# WHY do some people keep a dog???



## lostbear (May 29, 2013)

Couple kept two dogs in cage behind sofa for 22 hours a day for TWO YEARS leaving them covered in sores and scars | Mail Online

Look at the state of these poor little buggers!

2 years in a cage - why get them, why keep them?

The [email protected] who owned them nust have been feeding them - if they didn't want them, why not have them sent to a rescue or PTS? SOmetimes I can't believe what people are capable of. There seem to be no limits.
:mad2::mad2::mad2::mad2::mad2:


----------



## RockRomantic (Apr 29, 2009)

I posted on the other thread about this to.

It amazes me. The other dogs owned were being looked after yet for some reason these two weren't ( glad all the animals were took of them, yet I still don't feel the punishments for the crime. 10 year ban? Should have been a life ban.

Also here's the two dogs now


----------



## sskmick (Feb 4, 2008)

Poor little loves.

Okay what's the difference between a lifetime ban and a 10 year ban. How is this enforced. If these people move what register is in place preventing them from acquiring and owning another dog?

If they are caught breaching the Court order, how is it enforced. I am just curious.

I would like to see custodial sentences imo cruelty to animals is criminal.


----------



## RockRomantic (Apr 29, 2009)

sskmick said:


> Poor little loves.
> 
> Okay what's the difference between a lifetime ban and a 10 year ban. How is this enforced. If these people move what register is in place preventing them from acquiring and owning another dog?
> 
> ...


It's hard to enforce. The only way I can see it enforced is if the public report them. They can still have pets easily, all it takes is for them to say its a friends dog. A bloke who loves near me is banned from keeping pets yet owns two staffie crosses. He gets away with keeping them by saying there his daughters not his am he's just minding them while she's at work. It's frankly disgusting.

I'm same hun I'd like to see more harsher prisoner sentences.


----------



## Guest (Aug 25, 2013)

Thats terrible the poor dogs must have been so frightened 

Crates are usefull but these types of scummy people give them a bad name


----------



## lilythepink (Jul 24, 2013)

sskmick said:


> Poor little loves.
> 
> Okay what's the difference between a lifetime ban and a 10 year ban. How is this enforced. If these people move what register is in place preventing them from acquiring and owning another dog?
> 
> ...


A neighbour of my parents got a 10 year ban for keeping dogs, he got another dog immediately after the ban and said it was his girlfriends. they got evicted from the house they were living in and moved.
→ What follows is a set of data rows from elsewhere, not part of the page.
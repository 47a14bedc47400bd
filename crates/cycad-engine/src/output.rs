//! Build directory writer
//!
//! Layout for an assembly named `demo`:
//!
//! ```text
//! <out>/demo.json            placement list
//! <out>/demo.scad            assembly script
//! <out>/<part>/<part>.json   feature list, one directory per part
//! <out>/<part>/<part>.scad   part script
//! <out>/<sub>/...            nested assemblies, same layout
//! ```
//!
//! Files are only rewritten when their content changed, so downstream tools
//! watching modification times rebuild just what moved.

use std::collections::HashMap;
use std::path::{Path, PathBuf};

use cycad_core::{Assembly, AssemblyExport, PartExport};

use crate::engine::{Engine, EngineError, EngineKind, EngineResult, engine_for};

/// Build options
#[derive(Debug, Clone)]
pub struct BuildOptions {
    /// Output directory
    pub output_dir: PathBuf,
    /// Engine used to render scripts
    pub engine: EngineKind,
    /// Whether to write the JSON interchange files next to the scripts
    pub write_json: bool,
}

impl Default for BuildOptions {
    fn default() -> Self {
        Self {
            output_dir: PathBuf::from("build"),
            engine: EngineKind::Scad,
            write_json: true,
        }
    }
}

/// What a build touched
#[derive(Debug, Clone, Default, PartialEq, Eq)]
pub struct BuildReport {
    /// Files created or rewritten
    pub written: Vec<PathBuf>,
    /// Files whose content was already current
    pub unchanged: Vec<PathBuf>,
}

impl BuildReport {
    pub fn total(&self) -> usize {
        self.written.len() + self.unchanged.len()
    }
}

/// Replace characters that are unsafe in file and module names
pub fn sanitize_filename(name: &str) -> String {
    name.chars()
        .map(|c| {
            if c.is_alphanumeric() || c == '_' || c == '-' {
                c
            } else {
                '_'
            }
        })
        .collect()
}

/// Write `content` unless the file already holds exactly that
fn write_if_changed(path: &Path, content: &str, report: &mut BuildReport) -> EngineResult<()> {
    if let Ok(existing) = std::fs::read_to_string(path) {
        if existing == content {
            tracing::debug!("Unchanged {}", path.display());
            report.unchanged.push(path.to_path_buf());
            return Ok(());
        }
    }
    std::fs::write(path, content)
        .map_err(|e| EngineError::Io(format!("{}: {e}", path.display())))?;
    tracing::debug!("Wrote {}", path.display());
    report.written.push(path.to_path_buf());
    Ok(())
}

fn create_dir(path: &Path) -> EngineResult<()> {
    std::fs::create_dir_all(path).map_err(|e| EngineError::Io(format!("{}: {e}", path.display())))
}

fn to_json<T: serde::Serialize>(value: &T) -> EngineResult<String> {
    serde_json::to_string_pretty(value).map_err(|e| EngineError::Serialize(e.to_string()))
}

fn write_part(
    dir: &Path,
    part: &PartExport,
    engine: &dyn Engine,
    options: &BuildOptions,
    report: &mut BuildReport,
) -> EngineResult<()> {
    let stem = sanitize_filename(&part.part_no);
    let part_dir = dir.join(&stem);
    create_dir(&part_dir)?;
    if options.write_json {
        write_if_changed(&part_dir.join(format!("{stem}.json")), &to_json(part)?, report)?;
    }
    let script = engine.render_part(part)?;
    write_if_changed(
        &part_dir.join(format!("{stem}.{}", engine.file_extension())),
        &script,
        report,
    )
}

/// Reject two entries of one assembly, at any depth, that would share a
/// directory
fn check_unique_dirs(dir: &Path, assembly: &Assembly) -> EngineResult<()> {
    let parts = assembly
        .parts()
        .filter(|(_, part)| !part.is_merged())
        .map(|(name, _)| ("part", name));
    let subs = assembly.sub_assemblies().iter().map(|sub| ("assembly", sub.name.as_str()));
    let mut taken: HashMap<String, (&str, &str)> = HashMap::new();
    for (kind, name) in parts.chain(subs) {
        let stem = sanitize_filename(name);
        if let Some((other_kind, other)) = taken.insert(stem.clone(), (kind, name)) {
            return Err(EngineError::PathConflict(format!(
                "{other_kind} '{other}' and {kind} '{name}' both map to {}",
                dir.join(&stem).display()
            )));
        }
    }
    for sub in assembly.sub_assemblies() {
        check_unique_dirs(&dir.join(sanitize_filename(&sub.name)), sub)?;
    }
    Ok(())
}

fn write_assembly(
    dir: &Path,
    assembly: &Assembly,
    engine: &dyn Engine,
    options: &BuildOptions,
    report: &mut BuildReport,
) -> EngineResult<()> {
    create_dir(dir)?;
    for part in assembly.part_exports() {
        write_part(dir, &part, engine, options, report)?;
    }
    for sub in assembly.sub_assemblies() {
        write_assembly(&dir.join(sanitize_filename(&sub.name)), sub, engine, options, report)?;
    }

    let export = assembly.export();
    let stem = sanitize_filename(&assembly.name);
    if options.write_json {
        write_if_changed(&dir.join(format!("{stem}.json")), &to_json(&export)?, report)?;
    }
    let script = engine.render_assembly(&export)?;
    write_if_changed(
        &dir.join(format!("{stem}.{}", engine.file_extension())),
        &script,
        report,
    )
}

/// Render and write an assembly, its parts and nested assemblies
pub fn write_build(assembly: &Assembly, options: &BuildOptions) -> EngineResult<BuildReport> {
    let engine = engine_for(options.engine);
    if !engine.is_available() {
        tracing::warn!("Engine '{}' is not available", engine.name());
        return Err(EngineError::NotAvailable(engine.name().to_string()));
    }

    check_unique_dirs(&options.output_dir, assembly)?;
    let mut report = BuildReport::default();
    write_assembly(&options.output_dir, assembly, engine.as_ref(), options, &mut report)?;
    tracing::info!(
        "Built '{}' into {}: {} written, {} unchanged",
        assembly.name,
        options.output_dir.display(),
        report.written.len(),
        report.unchanged.len()
    );
    Ok(report)
}

/// Load a part feature list written by [`write_build`]
pub fn load_part(path: impl AsRef<Path>) -> EngineResult<PartExport> {
    let path = path.as_ref();
    let content = std::fs::read_to_string(path)
        .map_err(|e| EngineError::Io(format!("{}: {e}", path.display())))?;
    PartExport::from_json(&content).map_err(|e| EngineError::Serialize(e.to_string()))
}

/// Load an assembly placement list written by [`write_build`]
pub fn load_assembly(path: impl AsRef<Path>) -> EngineResult<AssemblyExport> {
    let path = path.as_ref();
    let content = std::fs::read_to_string(path)
        .map_err(|e| EngineError::Io(format!("{}: {e}", path.display())))?;
    AssemblyExport::from_json(&content).map_err(|e| EngineError::Serialize(e.to_string()))
}
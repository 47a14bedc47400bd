//! Face-relative feature placement
//!
//! Each face of a part has its own 2D coordinate system `(u, v)` plus a `sink`
//! measured inward along the normal. The functions here map those coordinates
//! onto the part's local, unrotated frame `[0, size]`, and [`FaceMut`] wraps
//! them into the feature constructors.

use glam::{DVec2, DVec3};

use crate::error::{CycadError, CycadResult};
use crate::feature::{
    Feature, Hole, NutCutOut, NutType, RectangleCutOut, Slot, SphereCutOut, Transfer,
};
use crate::location::Location;
use crate::part::Part;
use crate::side::Side;

/// Map face coordinates onto the local frame.
///
/// `length` and `width` are the in-plane extents of a box feature anchored at
/// its minimum corner; point features pass zero. On BOTTOM, LEFT and BACK the
/// face's u or v direction runs against the part axis, so the mirrored corner
/// is offset by the extent to stay the minimum corner.
pub fn location_calc(
    side: Side,
    size: DVec3,
    pos: DVec2,
    sink: f64,
    length: f64,
    width: f64,
) -> DVec3 {
    let DVec2 { x: u, y: v } = pos;
    match side {
        Side::Top => DVec3::new(u, v, size.z - sink),
        Side::Bottom => DVec3::new(u, size.y - v - width, sink),
        Side::Left => DVec3::new(sink, size.y - u - length, v),
        Side::Right => DVec3::new(size.x - sink, u, v),
        Side::Front => DVec3::new(u, sink, v),
        Side::Back => DVec3::new(size.x - u - length, size.y - sink, v),
    }
}

/// Reorder `(length, width, depth)` into x, y, z extents for a face
pub fn box_size_calc(side: Side, length: f64, width: f64, depth: f64) -> DVec3 {
    match side {
        Side::Top | Side::Bottom => DVec3::new(length, width, depth),
        Side::Left | Side::Right => DVec3::new(depth, length, width),
        Side::Front | Side::Back => DVec3::new(length, depth, width),
    }
}

/// Depth of a cut that goes all the way through the part from this face
pub fn through_depth(side: Side, size: DVec3) -> f64 {
    size[side.axis().index()]
}

fn check_finite(what: &str, value: f64) -> CycadResult<()> {
    if value.is_finite() {
        Ok(())
    } else {
        Err(CycadError::invalid(format!("{what} must be finite, got {value}")))
    }
}

fn check_positive(what: &str, value: f64) -> CycadResult<()> {
    check_finite(what, value)?;
    if value > 0.0 {
        Ok(())
    } else {
        Err(CycadError::invalid(format!("{what} must be positive, got {value}")))
    }
}

fn check_pos(pos: DVec2, sink: f64) -> CycadResult<()> {
    check_finite("u", pos.x)?;
    check_finite("v", pos.y)?;
    check_finite("sink", sink)
}

/// Mutable view of one face of a part, used to add features to it
pub struct FaceMut<'a> {
    part: &'a mut Part,
    side: Side,
}

impl<'a> FaceMut<'a> {
    pub(crate) fn new(part: &'a mut Part, side: Side) -> Self {
        Self { part, side }
    }

    pub fn side(&self) -> Side {
        self.side
    }

    /// Through depth of this face
    pub fn through(&self) -> f64 {
        through_depth(self.side, self.part.size())
    }

    fn depth_or_through(&self, depth: Option<f64>) -> CycadResult<f64> {
        match depth {
            Some(depth) => {
                check_positive("depth", depth)?;
                Ok(depth)
            }
            None => Ok(self.through()),
        }
    }

    fn point(&self, pos: DVec2, sink: f64, length: f64, width: f64) -> Location {
        Location::new(
            location_calc(self.side, self.part.size(), pos, sink, length, width),
            self.side,
        )
    }

    fn make_hole(&self, pos: DVec2, diameter: f64, sink: f64, depth: f64) -> Hole {
        Hole {
            location: self.point(pos, sink, 0.0, 0.0),
            diameter,
            depth,
        }
    }

    fn make_rectangle(
        &self,
        pos: DVec2,
        length: f64,
        width: f64,
        depth: f64,
        sink: f64,
        center: bool,
    ) -> RectangleCutOut {
        let location = if center {
            self.point(pos, sink, 0.0, 0.0)
        } else {
            self.point(pos, sink, length, width)
        };
        RectangleCutOut {
            location,
            size: box_size_calc(self.side, length, width, depth),
            center,
        }
    }

    /// Drill a round hole centred at `pos`
    pub fn hole(
        &mut self,
        pos: DVec2,
        diameter: f64,
        sink: f64,
        depth: Option<f64>,
        transfer: Transfer,
    ) -> CycadResult<()> {
        check_pos(pos, sink)?;
        check_positive("diameter", diameter)?;
        let depth = self.depth_or_through(depth)?;
        let hole = self.make_hole(pos, diameter, sink, depth);
        self.part.push_feature(Feature::Hole(hole), transfer);
        Ok(())
    }

    /// Cut a rectangular pocket of `length` along u and `width` along v
    #[allow(clippy::too_many_arguments)]
    pub fn rectangle(
        &mut self,
        pos: DVec2,
        length: f64,
        width: f64,
        depth: Option<f64>,
        sink: f64,
        center: bool,
        transfer: Transfer,
    ) -> CycadResult<()> {
        check_pos(pos, sink)?;
        check_positive("length", length)?;
        check_positive("width", width)?;
        let depth = self.depth_or_through(depth)?;
        let rect = self.make_rectangle(pos, length, width, depth, sink, center);
        self.part.push_feature(Feature::Rectangle(rect), transfer);
        Ok(())
    }

    /// Cut a hexagonal nut trap; depth defaults to the nut height
    pub fn nut(
        &mut self,
        pos: DVec2,
        nut_type: NutType,
        depth: Option<f64>,
        sink: f64,
        vertical: bool,
        transfer: Transfer,
    ) -> CycadResult<()> {
        check_pos(pos, sink)?;
        let depth = match depth {
            Some(depth) => {
                check_positive("depth", depth)?;
                depth
            }
            None => nut_type.thickness(),
        };
        let nut = NutCutOut {
            location: self.point(pos, sink, 0.0, 0.0),
            nut_type,
            depth,
            vertical,
        };
        self.part.push_feature(Feature::Nut(nut), transfer);
        Ok(())
    }

    /// Cut a sphere centred `sink` below the face at `pos`
    pub fn sphere(&mut self, pos: DVec2, diameter: f64, sink: f64) -> CycadResult<()> {
        check_pos(pos, sink)?;
        check_positive("diameter", diameter)?;
        let sphere = SphereCutOut {
            location: self.point(pos, sink, 0.0, 0.0),
            diameter,
        };
        self.part.push_feature(Feature::Sphere(sphere), Transfer::Own);
        Ok(())
    }

    /// Cut an elongated hole of `width` starting at `pos` and running `length`
    /// along u when `horizontal`, along v otherwise
    pub fn slot(
        &mut self,
        pos: DVec2,
        length: f64,
        width: f64,
        depth: Option<f64>,
        horizontal: bool,
        transfer: Transfer,
    ) -> CycadResult<()> {
        check_pos(pos, 0.0)?;
        check_positive("length", length)?;
        check_positive("width", width)?;
        let depth = self.depth_or_through(depth)?;

        let radius = width / 2.0;
        let (end, body_pos, body_length, body_width) = if horizontal {
            (pos + DVec2::new(length, 0.0), pos - DVec2::new(0.0, radius), length, width)
        } else {
            (pos + DVec2::new(0.0, length), pos - DVec2::new(radius, 0.0), width, length)
        };
        let slot = Slot {
            start: self.make_hole(pos, width, 0.0, depth),
            end: self.make_hole(end, width, 0.0, depth),
            body: self.make_rectangle(body_pos, body_length, body_width, depth, 0.0, false),
        };
        self.part.push_feature(Feature::Slot(slot), transfer);
        Ok(())
    }
}
//! Assemblies of parts and the level / rotate / subtract algebra
//!
//! Parts are owned by the assembly and addressed through [`PartHandle`]s.
//! Faces of placed parts are addressed through [`FaceRef`]s; both are plain
//! copyable values so several parts can be named in one call without
//! borrowing conflicts.

use std::collections::HashMap;

use glam::DVec3;
use serde::{Deserialize, Serialize};
use uuid::Uuid;

use crate::error::{CycadError, CycadResult};
use crate::export::{AssemblyExport, PartExport, PlacementRecord};
use crate::feature::{Block, Feature};
use crate::location::Location;
use crate::part::Part;
use crate::side::{Axis, Side};
use crate::transform::unresolve;

/// Reference to a part inside a specific assembly
#[derive(Debug, Clone, Copy, PartialEq, Eq, Hash, Serialize, Deserialize)]
pub struct PartHandle {
    pub assembly: Uuid,
    pub index: usize,
}

impl PartHandle {
    /// A face of this part in the assembly frame
    pub fn face(self, side: Side) -> FaceRef {
        FaceRef { part: self, side }
    }

    pub fn top(self) -> FaceRef {
        self.face(Side::Top)
    }

    pub fn bottom(self) -> FaceRef {
        self.face(Side::Bottom)
    }

    pub fn left(self) -> FaceRef {
        self.face(Side::Left)
    }

    pub fn right(self) -> FaceRef {
        self.face(Side::Right)
    }

    pub fn front(self) -> FaceRef {
        self.face(Side::Front)
    }

    pub fn back(self) -> FaceRef {
        self.face(Side::Back)
    }
}

/// A face of a placed part, named by its current (assembly frame) side
#[derive(Debug, Clone, Copy, PartialEq, Eq, Hash, Serialize, Deserialize)]
pub struct FaceRef {
    pub part: PartHandle,
    pub side: Side,
}

/// Whether a resolved feature's anchor lies exactly on a face plane
pub fn touches_plane(feature: &Feature, side: Side, plane: f64) -> bool {
    feature.location().coord(side.axis()) == plane
}

/// A named part instance
#[derive(Debug, Clone, Serialize, Deserialize)]
pub struct PartEntry {
    pub name: String,
    pub part: Part,
}

/// Raw assembly data for deserialization (used internally)
#[derive(Debug, Clone, Serialize, Deserialize)]
struct AssemblyData {
    id: Uuid,
    name: String,
    parts: Vec<PartEntry>,
    sub_assemblies: Vec<Assembly>,
}

/// Named collection of placed parts and nested assemblies
#[derive(Debug, Clone, Serialize, Deserialize)]
#[serde(from = "AssemblyData", into = "AssemblyData")]
pub struct Assembly {
    pub id: Uuid,
    pub name: String,
    /// Part instances in insertion order
    parts: Vec<PartEntry>,
    sub_assemblies: Vec<Assembly>,
    /// Instance name to index
    name_index: HashMap<String, usize>,
}

impl From<Assembly> for AssemblyData {
    fn from(assembly: Assembly) -> Self {
        Self {
            id: assembly.id,
            name: assembly.name,
            parts: assembly.parts,
            sub_assemblies: assembly.sub_assemblies,
        }
    }
}

impl From<AssemblyData> for Assembly {
    fn from(data: AssemblyData) -> Self {
        let mut assembly = Self {
            id: data.id,
            name: data.name,
            parts: data.parts,
            sub_assemblies: data.sub_assemblies,
            name_index: HashMap::new(),
        };
        assembly.rebuild_index();
        assembly
    }
}

impl Default for Assembly {
    fn default() -> Self {
        Self::new("assembly")
    }
}

impl Assembly {
    /// Create a new empty assembly
    pub fn new(name: impl Into<String>) -> Self {
        Self {
            id: Uuid::new_v4(),
            name: name.into(),
            parts: Vec::new(),
            sub_assemblies: Vec::new(),
            name_index: HashMap::new(),
        }
    }

    fn rebuild_index(&mut self) {
        self.name_index = self
            .parts
            .iter()
            .enumerate()
            .map(|(i, entry)| (entry.name.clone(), i))
            .collect();
    }

    fn unique_name(&self, base: String) -> String {
        if !self.name_index.contains_key(&base) {
            return base;
        }
        let mut n = 1;
        loop {
            let candidate = format!("{base}_{n}");
            if !self.name_index.contains_key(&candidate) {
                return candidate;
            }
            n += 1;
        }
    }

    // ========== Membership ==========

    /// Add a part under its part number
    pub fn add(&mut self, part: Part) -> PartHandle {
        let name = part.part_no.clone();
        self.add_named(name, part)
    }

    /// Add a part under an instance name; taken names get `_1`, `_2`, ...
    pub fn add_named(&mut self, name: impl Into<String>, mut part: Part) -> PartHandle {
        let name = self.unique_name(name.into());
        part.set_assembly(self.id);
        let index = self.parts.len();
        tracing::debug!("Adding part '{}' to assembly '{}'", name, self.name);
        self.name_index.insert(name.clone(), index);
        self.parts.push(PartEntry { name, part });
        PartHandle {
            assembly: self.id,
            index,
        }
    }

    /// Nest another assembly inside this one
    pub fn add_assembly(&mut self, assembly: Assembly) {
        tracing::debug!("Nesting assembly '{}' in '{}'", assembly.name, self.name);
        self.sub_assemblies.push(assembly);
    }

    pub fn sub_assemblies(&self) -> &[Assembly] {
        &self.sub_assemblies
    }

    /// Find a nested assembly by name
    pub fn sub_assembly(&self, name: &str) -> CycadResult<&Assembly> {
        self.sub_assemblies
            .iter()
            .find(|a| a.name == name)
            .ok_or_else(|| CycadError::not_found(format!("sub-assembly '{name}'")))
    }

    pub fn sub_assembly_mut(&mut self, name: &str) -> CycadResult<&mut Assembly> {
        self.sub_assemblies
            .iter_mut()
            .find(|a| a.name == name)
            .ok_or_else(|| CycadError::not_found(format!("sub-assembly '{name}'")))
    }

    fn check(&self, handle: PartHandle) -> CycadResult<usize> {
        if handle.assembly != self.id {
            return Err(CycadError::precondition(format!(
                "part handle belongs to assembly {}, not '{}'",
                handle.assembly, self.name
            )));
        }
        if handle.index >= self.parts.len() {
            return Err(CycadError::not_found(format!(
                "part #{} in assembly '{}'",
                handle.index, self.name
            )));
        }
        Ok(handle.index)
    }

    fn check_pair(&self, a: PartHandle, b: PartHandle, op: &str) -> CycadResult<(usize, usize)> {
        let a = self.check(a)?;
        let b = self.check(b)?;
        if a == b {
            return Err(CycadError::invalid(format!(
                "cannot {op} part '{}' with itself",
                self.parts[a].name
            )));
        }
        Ok((a, b))
    }

    pub fn part(&self, handle: PartHandle) -> CycadResult<&Part> {
        let index = self.check(handle)?;
        Ok(&self.parts[index].part)
    }

    pub fn part_mut(&mut self, handle: PartHandle) -> CycadResult<&mut Part> {
        let index = self.check(handle)?;
        Ok(&mut self.parts[index].part)
    }

    /// Instance name of a part
    pub fn instance_name(&self, handle: PartHandle) -> CycadResult<&str> {
        let index = self.check(handle)?;
        Ok(&self.parts[index].name)
    }

    /// Look up a part by instance name
    pub fn find(&self, name: &str) -> CycadResult<PartHandle> {
        self.name_index
            .get(name)
            .map(|&index| PartHandle {
                assembly: self.id,
                index,
            })
            .ok_or_else(|| {
                CycadError::not_found(format!("part '{name}' in assembly '{}'", self.name))
            })
    }

    /// Look up a face by instance name and side name
    pub fn face(&self, name: &str, side: &str) -> CycadResult<FaceRef> {
        let side: Side = side.parse()?;
        Ok(self.find(name)?.face(side))
    }

    /// Part instances in insertion order
    pub fn parts(&self) -> impl Iterator<Item = (&str, &Part)> {
        self.parts.iter().map(|entry| (entry.name.as_str(), &entry.part))
    }

    pub fn len(&self) -> usize {
        self.parts.len()
    }

    pub fn is_empty(&self) -> bool {
        self.parts.is_empty()
    }

    // ========== Placement ==========

    /// Move one part
    pub fn translate_part(&mut self, handle: PartHandle, delta: DVec3) -> CycadResult<()> {
        self.part_mut(handle)?.translate(delta)
    }

    /// Move every part, including those of nested assemblies
    pub fn translate(&mut self, delta: DVec3) -> CycadResult<()> {
        tracing::debug!("Translating assembly '{}' by {}", self.name, delta);
        for entry in &mut self.parts {
            entry.part.translate(delta)?;
        }
        for sub in &mut self.sub_assemblies {
            sub.translate(delta)?;
        }
        Ok(())
    }

    /// Rotate a part by a multiple of 90 degrees holding `axis` fixed
    pub fn rotate(&mut self, handle: PartHandle, axis: Axis, degrees: f64) -> CycadResult<()> {
        let index = self.check(handle)?;
        let entry = &mut self.parts[index];
        entry.part.rotate(axis, degrees)?;
        tracing::debug!(
            "Rotated '{}' {} degrees about {:?}, turns now {:?}",
            entry.name,
            degrees,
            axis,
            entry.part.rotation()
        );
        Ok(())
    }

    /// Rotate keeping the top face on top
    pub fn rotate_freeze_top(&mut self, handle: PartHandle, degrees: f64) -> CycadResult<()> {
        self.rotate(handle, Axis::Z, degrees)
    }

    /// Rotate keeping the left face on the left
    pub fn rotate_freeze_left(&mut self, handle: PartHandle, degrees: f64) -> CycadResult<()> {
        self.rotate(handle, Axis::X, degrees)
    }

    /// Rotate keeping the front face at the front
    pub fn rotate_freeze_front(&mut self, handle: PartHandle, degrees: f64) -> CycadResult<()> {
        self.rotate(handle, Axis::Y, degrees)
    }

    /// Move `face`'s part along the face normal until the face plane
    /// coincides with `target`'s plane
    pub fn level(&mut self, face: FaceRef, target: FaceRef) -> CycadResult<()> {
        let (moving, fixed) = self.check_pair(face.part, target.part, "level")?;
        if face.side.axis() != target.side.axis() {
            return Err(CycadError::invalid(format!(
                "cannot level {} against {}: faces lie on different axes",
                face.side, target.side
            )));
        }
        let plane = self.parts[fixed].part.bounding_box().plane(target.side);

        let axis = face.side.axis();
        let part = &mut self.parts[moving].part;
        let min = if face.side.is_max() {
            plane - part.extents()[axis.index()]
        } else {
            plane
        };
        part.set_min(axis, min);
        tracing::debug!(
            "Levelled '{}' {} to '{}' {} at {}",
            self.parts[moving].name,
            face.side,
            self.parts[fixed].name,
            target.side,
            plane
        );
        Ok(())
    }

    /// Level, then transfer `face`'s part's features onto `target`
    pub fn level_and_subtract(&mut self, face: FaceRef, target: FaceRef) -> CycadResult<usize> {
        self.level(face, target)?;
        self.subtract(target, face.part)
    }

    /// Cut every transferable feature of `from` that touches `face` into
    /// `face`'s part. Returns the number of features transferred.
    pub fn subtract(&mut self, face: FaceRef, from: PartHandle) -> CycadResult<usize> {
        let (receiver, source) = self.check_pair(face.part, from, "subtract")?;
        let plane = self.parts[receiver].part.bounding_box().plane(face.side);

        let incoming: Vec<Feature> = self.parts[source]
            .part
            .resolved_transferable()
            .into_iter()
            .filter(|feature| touches_plane(feature, face.side, plane))
            .map(|mut feature| {
                feature.set_side(face.side);
                feature
            })
            .collect();

        let entry = &mut self.parts[receiver];
        let placement = entry.part.placement();
        for feature in &incoming {
            entry.part.push_baked(unresolve(&placement, feature));
        }
        tracing::debug!(
            "Subtracted {} feature(s) of '{}' from '{}' {}",
            incoming.len(),
            self.parts[source].name,
            self.parts[receiver].name,
            face.side
        );
        Ok(incoming.len())
    }

    /// Fold `from` into `into`: its body becomes an added block and its
    /// features are re-homed into `into`'s frame. `from` is skipped on export.
    pub fn combine(&mut self, into: PartHandle, from: PartHandle) -> CycadResult<()> {
        let (target, source) = self.check_pair(into, from, "combine")?;

        let donor = &self.parts[source].part;
        let body = Feature::Block(Block {
            location: Location::interior(donor.position()),
            size: donor.extents(),
        });
        let mut baked = vec![body];
        baked.extend(donor.resolved_features());
        let transferable = donor.resolved_transferable();

        let entry = &mut self.parts[target];
        let placement = entry.part.placement();
        for feature in &baked {
            entry.part.push_baked(unresolve(&placement, feature));
        }
        for feature in &transferable {
            entry.part.push_transferable(unresolve(&placement, feature));
        }
        self.parts[source].part.mark_merged();
        tracing::debug!(
            "Combined '{}' into '{}'",
            self.parts[source].name,
            self.parts[target].name
        );
        Ok(())
    }

    // ========== Export ==========

    /// Placement list for this assembly and nested assemblies
    pub fn export(&self) -> AssemblyExport {
        let parts = self
            .parts
            .iter()
            .filter(|entry| !entry.part.is_merged())
            .map(|entry| PlacementRecord {
                part_no: entry.name.clone(),
                moves: entry.part.position().to_array(),
                rotate: entry.part.rotation(),
                rotmax: entry.part.extents().to_array(),
                colour: entry.part.colour.clone(),
            })
            .collect();
        AssemblyExport {
            name: self.name.clone(),
            parts,
            sub_assemblies: self.sub_assemblies.iter().map(Assembly::export).collect(),
        }
    }

    /// Feature lists of this assembly's own parts, named by instance
    pub fn part_exports(&self) -> Vec<PartExport> {
        self.parts
            .iter()
            .filter(|entry| !entry.part.is_merged())
            .map(|entry| {
                let mut export = entry.part.export();
                export.part_no = entry.name.clone();
                export
            })
            .collect()
    }
}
They had a deaf pitbull that they walked without a lead and one afternoon it attacked 1 dog and killed it and seriously injured another.The dog was destroyed and they were prosecuted and fined and ordered to pay £1500 compensation to the seriously injured dogs owner. Still not paid it after 4 years.


----------



## LinznMilly (Jun 24, 2011)

RockRomantic said:


> I posted on the other thread about this to.
> 
> It amazes me. The other dogs owned were being looked after yet for some reason these two weren't ( glad all the animals were took of them, yet I still don't feel the punishments for the crime. 10 year ban? Should have been a life ban.
> 
> Also here's the two dogs now


Ahhh, look at the difference in them! And still together. Thanks for posting that. I've been wondering how they were getting along.


----------



## Jackdown1990 (Aug 22, 2013)

That is terrible, i don't know how people could do that to their own dog!


----------



## MariaB (Aug 28, 2013)

The question is, how could the owners single out two dogs for abuse while caring for others? For a single owner to do it, I would guess they were mentally ill but for a couple to do this is beyond me. 

I wonder who it was that reported them. 

I'm so pleased at the outcome and can't believe how different and happy the dogs look. Its a good outcome to a tragic story.


----------